When I was diagnosed with PND I spoke to my line manager and explained what was wrong and that I may need time off for hospital appointments as I had chosen therapy over medication initially, but I would try to make the appointments for outside working hours where possible and they were fine with it. When I started on meds and any changes made to my meds I notified them so if I had a reaction or any nasty side effects somebody knew what I was taking. Because of the nature of my job I didn't have to do that but I chose to as I believed it was best.

Fast forward 6yrs, a company take over, many redundancies and new working contracts (I was still on the old contract) and I started getting severe panic attacks. I ended up off work for 5 1/2 months, and although the company did everything my the book and followed employment law to the lettter, I ws given an ultimatum. Return to work Monday (dispite still having a sick note which covered me for two more weeks) or resign. Of course I knew a bit about employment law myself and knew that is they wanted rid of me they would have to pay for the honour. My was given 1 weeks pay for each year of service and my contract terminated through incapacy. 

In interviews I have been honest, and during one interview the look on the managers face said it all, I may as well have just got up and walked out then and there, so I can see exactly what Ruby Wax is saying about saying nothing or even lying. For me tho I feel if I'm not honest about it, I'm not only lying to an employer, but I'm lying to myself, and doing an injustice to others who are suffering in silence. This is something we are trying to stop and we shouldn't have to pick and choose when to be honest or when to hide in the closet

----------

Suzi (08-07-15)

----------


## rose

In interviews I might be asked why I haven't worked for 6 months, I mention I was ill and couldn't take up my new job in January. They do not ask what I was ill with, and I do not volunteer the information. They are not allowed to ask. I know you like to be honest Stella, but if you feel well enough to work, why jeopardise your chances by giving information that could be used against you.

----------


## S deleted

But surely that is the point...Why should it be used against me? Plus to be perfectly honest if an employer won't employ me purely based on the fact I have a mental illness, I really don't want to work for them.

----------

Amaya (09-07-15)

----------


## Samantha340

I wouldn't say anything either. You are right Stella it should not matter, but it still does. MH is not visible, its hard to understand for people who have no experience. I guess they see you as a higher risk with MH history problems and might think you are not able to cope with pressure. It will be a long time until MH is not a stigma anymore. Maybe by not admitting we suffer we help to keep this stigma going?

----------


## Suzi

> For me tho I feel if I'm not honest about it, I'm not only lying to an employer, but I'm lying to myself, and doing an injustice to others who are suffering in silence. This is something we are trying to stop and we shouldn't have to pick and choose when to be honest or when to hide in the closet


 :(clap):   :(clap):   :(clap):  Completely agree. It's also why we've been honest to each teacher the sprogs have had - in fact last parent teacher evening for my girls I had to run out early as Marc was having a bad panic attack. No point lying, just was honest. 
If we aren't honest about it then it proves that there is something to hide about - something to be ashamed of. We then couldn't feel that we could tell our children that it isn't something to be frightened about... We had to face B struggling with anxiety and depression at 10. We couldn't then tell him that it was all going to be OK and yet hide Marc's illness. 
It also wouldn't be only us who it would affect - but we'd then have to tell our children not to say that Daddy wasn't very well. We wouldn't put them under that pressure...

----------

Paula (08-07-15)

----------


## rose

I used to put my date of birth on my CV. When I took it off, the number of call-backs I got doubled.
So clearly being a woman in my early 30s was counting against me. I'll leave people to ponder why that might be.
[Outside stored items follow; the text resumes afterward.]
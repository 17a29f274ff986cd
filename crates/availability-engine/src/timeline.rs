//! Gap-filling merge of one room's bookings into a day timeline.
//!
//! Bookings touching the day are sorted by start and walked with a cursor that
//! begins at opening time. Gaps in front of the cursor become available slices,
//! each booking becomes a booked slice, and whatever is left before closing
//! becomes a final available slice. Overlapping bookings are kept as separate
//! booked slices; only the available slices account for their union.

use chrono::{NaiveDate, NaiveDateTime};

use crate::interval::{BookedInterval, LabeledInterval};
use crate::window::OperatingWindow;

/// Build the labeled timeline of `room` for `day`.
///
/// `bookings` may contain bookings for other rooms or days; only those of
/// `room` touching `day` are used, in stable start order. Booked slices are
/// clipped to the operating window and dropped if nothing remains after
/// clipping. Malformed bookings (`end <= start`) contribute nothing.
///
/// The available slices together with the union of the booked slices cover
/// `[opening, closing)` exactly, and no slice has zero or negative length.
pub fn fill_day<'a, I>(
    room: &str,
    day: NaiveDate,
    bookings: I,
    window: &OperatingWindow,
) -> Vec<LabeledInterval>
where
    I: IntoIterator<Item = &'a BookedInterval>,
{
    let opening = window.opening_on(day);
    let closing = window.closing_on(day);

    let mut touching: Vec<(NaiveDateTime, NaiveDateTime, &BookedInterval)> = bookings
        .into_iter()
        .filter(|b| b.room == room && !b.is_malformed() && b.touches(day))
        .map(|b| (b.start.max(opening), b.end.min(closing), b))
        .filter(|(start, end, _)| start < end)
        .collect();

    // Stable: equal starts keep feed order.
    touching.sort_by_key(|&(start, _, _)| start);

    let mut slices = Vec::with_capacity(touching.len() * 2 + 1);
    let mut cursor = opening;

    for (start, end, booking) in touching {
        if cursor < start {
            slices.push(LabeledInterval::available(room, day, cursor, start));
        }
        slices.push(LabeledInterval::booked(booking, day, start, end));
        cursor = cursor.max(end);
    }

    // Trailing availability, or the whole window when nothing was booked.
    if cursor < closing {
        slices.push(LabeledInterval::available(room, day, cursor, closing));
    }

    slices
}
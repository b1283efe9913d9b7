//! Raw aligned allocation primitive.
//!
//! Thin wrappers over the platform aligned allocator. Failure is signalled only
//! through a null return; the typed layer in [`allocator`](crate::allocator)
//! turns null into [`AllocError`](crate::AllocError).

use core::ffi::c_void;
use core::ptr;

/// Allocates `size` bytes whose start address is a multiple of `align`.
///
/// `align` must be a power of two at least as large as a pointer (asserted;
/// violating it is a caller bug, not a runtime condition). A zero `size`
/// short-circuits to null: the platform call is implementation-defined for
/// zero-size requests, so null is the only outcome callers may rely on.
/// Any nonzero platform status also yields null.
pub(crate) fn allocate_aligned(size: usize, align: usize) -> *mut u8 {
    assert!(
        align >= core::mem::size_of::<*const ()>(),
        "alignment {align} is below the pointer width"
    );
    if size == 0 {
        return ptr::null_mut();
    }
    let mut block: *mut c_void = ptr::null_mut();
    // SAFETY: `block` is a valid out-pointer, and `align` satisfies the
    // power-of-two / pointer-multiple requirement of posix_memalign.
    let rc = unsafe { libc::posix_memalign(&mut block, align, size) };
    if rc != 0 {
        ptr::null_mut()
    } else {
        block.cast()
    }
}

/// Releases a block previously returned by [`allocate_aligned`].
///
/// A null `ptr` is a safe no-op, per the platform `free` contract.
///
/// # Safety
/// `ptr` must be null or a pointer obtained from [`allocate_aligned`] that has
/// not already been released.
pub(crate) unsafe fn deallocate_aligned(ptr: *mut u8) {
    unsafe { libc::free(ptr.cast()) }
}
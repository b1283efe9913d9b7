//! # aligned-alloc
//!
//! Tiered SIMD-aligned heap allocation for Rust.
//!
//! ## Summary
//! [`AlignedAllocator<T, ALIGN>`](AlignedAllocator) hands out heap blocks whose starting
//! address is a multiple of a compile-time alignment tier, so that vectorized load/store
//! instructions (SSE, AVX) can operate on the data without penalty or fault.
//! [`AlignedVec<T, ALIGN>`](AlignedVec) is a drop-in `Vec` replacement backed by that allocator.
//!
//! Three named tiers are provided via [`Alignment`]: `Normal` (pointer width), `Sse` (16 bytes)
//! and `Avx` (32 bytes). The allocator itself is generic over the alignment value, so any power
//! of two at least as large as a pointer works.
//!
//! Benefits will vary based on one's target architecture.

#![feature(allocator_api)]
#![feature(slice_ptr_get)]

pub mod alignment;
pub mod allocator;
pub mod avec;
pub mod error;
mod raw;

pub use alignment::Alignment;
pub use allocator::AlignedAllocator;
pub use avec::{AlignedVec, AvxVec, SseVec};
pub use error::AllocError;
Stigmas exist and I am not going to give ignorant people the chance to discriminate against me.
Employers cannot ask if you have mental or physical disabilities, and therefore you do not have to tell them during the interview process.

With regards to educating our children; yes we should tell them, in an age-appropriate way, about these issues.

----------

Suzi (09-07-15)

----------


## Nita

The stigma is definitely there after a random conversation today with a member of senior management where we talked about a load of things but then said oh the people that I don't get are those that self harm I mean what is that all about and it went on for a while.  Me sat there thinking well its been part of my life but rather than say anything you don't.  Its not the right way but my current employer doesn't know that I had a breakdown.  All they know is that my brother was ill and that was enough.  The risk of being discriminated against due to my illness and not be able to support myself is too much.

----------


## Zeppelin

I told my boss shortly after I was first diagnosed, he was actually ok and we talke a bit, turns out he'd suffered in the past. After that he was fairly useless and has even made some remarks which arn't right. I don't tell him anything at all now. I didn't even tell him when I was seeing the counsellor at work for an hour a week.
I certainly wouldn't tell a prospective future employer if I could help it, I see no reason to. Someone may be prejudice purely because it's not something they understand rather than through discrimination as such.

----------


## S deleted

I can totally understand why you all choose to keep quiet and as I say I don't exactly walk around wearing a label advertising I have mental health issues. Re-reading that article again it is a bit unfair. Ruby Wax is slated for what she has said but the experiences here in this thread prove she is right and yes a lot of work has been done to try and break down the ignorance toward MH but there is still a long way to go.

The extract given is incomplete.